El blog se volvió mi hijo feo entonces: dejé de hablar de él, de presentarlo en sociedad y hasta de sentirme orgulloso por haberlo hecho. Meses después inicié clases con un reducido grupo de escritores que nunca se enteró de su existencia pero durante ese tiempo lo pensaba como un asunto pendiente a desarrollarse: empezar a depilar algunos vellos púbicos sobrantes, extirpar espinillas y hacerse de un potente cambio de voz.
Mis amigos me preguntaban qué había pasado, por qué lo había parado y cuándo volvería a publicar, a lo que respondía con exageraciones diciendo que ya tenía escritos más de 1874 borradores con personajes nuevos y situaciones más reveladoras y escandalosas. Que esta vez arremetería con más fuerza contra los paisas, que incluso hacía fuertes señalamientos políticos y religiosos, en fin.
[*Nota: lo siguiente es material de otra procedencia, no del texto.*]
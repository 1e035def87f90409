//! Fake job worker for testing

use std::collections::HashSet;
use std::sync::Arc;
use std::time::Duration;

use async_trait::async_trait;
use parking_lot::Mutex;
use tokio::sync::{Notify, Semaphore};

use super::{Error, JobWorker};
use crate::jobs::protocol::JobExecution;

#[derive(Default)]
struct FakeWorkerState {
    started: Vec<String>,
    finished: Vec<String>,
    failing: HashSet<String>,
    running: usize,
    max_running: usize,
}

/// Records the jobs it is asked to run. When gated, every job blocks until
/// the test calls [`FakeWorker::release`].
#[derive(Clone)]
pub struct FakeWorker {
    state: Arc<Mutex<FakeWorkerState>>,
    gate: Option<Arc<Semaphore>>,
    changed: Arc<Notify>,
}

impl Default for FakeWorker {
    fn default() -> Self {
        FakeWorker {
            state: Arc::new(Mutex::new(FakeWorkerState::default())),
            gate: None,
            changed: Arc::new(Notify::new()),
        }
    }
}

impl FakeWorker {
    /// A worker that completes every job immediately.
    pub fn new() -> Self {
        Self::default()
    }

    /// A worker whose jobs wait for [`FakeWorker::release`].
    pub fn gated() -> Self {
        FakeWorker {
            gate: Some(Arc::new(Semaphore::new(0))),
            ..Self::default()
        }
    }

    /// Lets one held job finish.
    pub fn release(&self) {
        if let Some(gate) = &self.gate {
            gate.add_permits(1);
        }
    }

    pub fn fail_job(&self, job_id: &str) {
        self.state.lock().failing.insert(job_id.to_string());
    }

    pub fn started(&self) -> Vec<String> {
        self.state.lock().started.clone()
    }

    pub fn finished(&self) -> Vec<String> {
        self.state.lock().finished.clone()
    }

    /// Highest number of jobs that ever ran at the same time.
    pub fn max_running(&self) -> usize {
        self.state.lock().max_running
    }

    /// Waits until `count` jobs have started. False after a second without.
    pub async fn wait_started(&self, count: usize) -> bool {
        let wait = async {
            loop {
                let notified = self.changed.notified();
                if self.state.lock().started.len() >= count {
                    return;
                }
                notified.await;
            }
        };
        tokio::time::timeout(Duration::from_secs(1), wait).await.is_ok()
    }
}

#[async_trait]
impl JobWorker for FakeWorker {
    async fn execute(&self, execution: &JobExecution) -> Result<(), Error> {
        {
            let mut state = self.state.lock();
            state.started.push(execution.job_id.clone());
            state.running += 1;
            state.max_running = state.max_running.max(state.running);
        }
        self.changed.notify_waiters();

        if let Some(gate) = &self.gate {
            if let Ok(permit) = gate.acquire().await {
                permit.forget();
            }
        }

        let fail = {
            let mut state = self.state.lock();
            state.running -= 1;
            state.finished.push(execution.job_id.clone());
            state.failing.contains(&execution.job_id)
        };
        self.changed.notify_waiters();

        if fail {
            return Err(Error::Failed(format!("job {} failed", execution.job_id)));
        }
        Ok(())
    }
}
Patrañas. Las páginas de Eroticrisis estaban en blanco y yo no paraba de sentirme en deuda con Gallardo y sus compinches.

Creo que siempre me he identificado con los personajes en conflicto con sí mismos. Es por eso que esta temporada me enfoqué en sólo algunos de los muchos que pasaron por acá, acercándome a su lado más oscuro y profundo. Y no me refiero al ano… solamente. El sexo no lo es todo, señores y para que vean que hablo en serio en este momento elimino 56 páginas de porno casero guardadas en mis favoritos. Delete.
Menos fricción y más ficción. Ha pasado un año y no he aprendido nada excepto que ya no se hacen blogs como éste. Léanlo y compártanlo.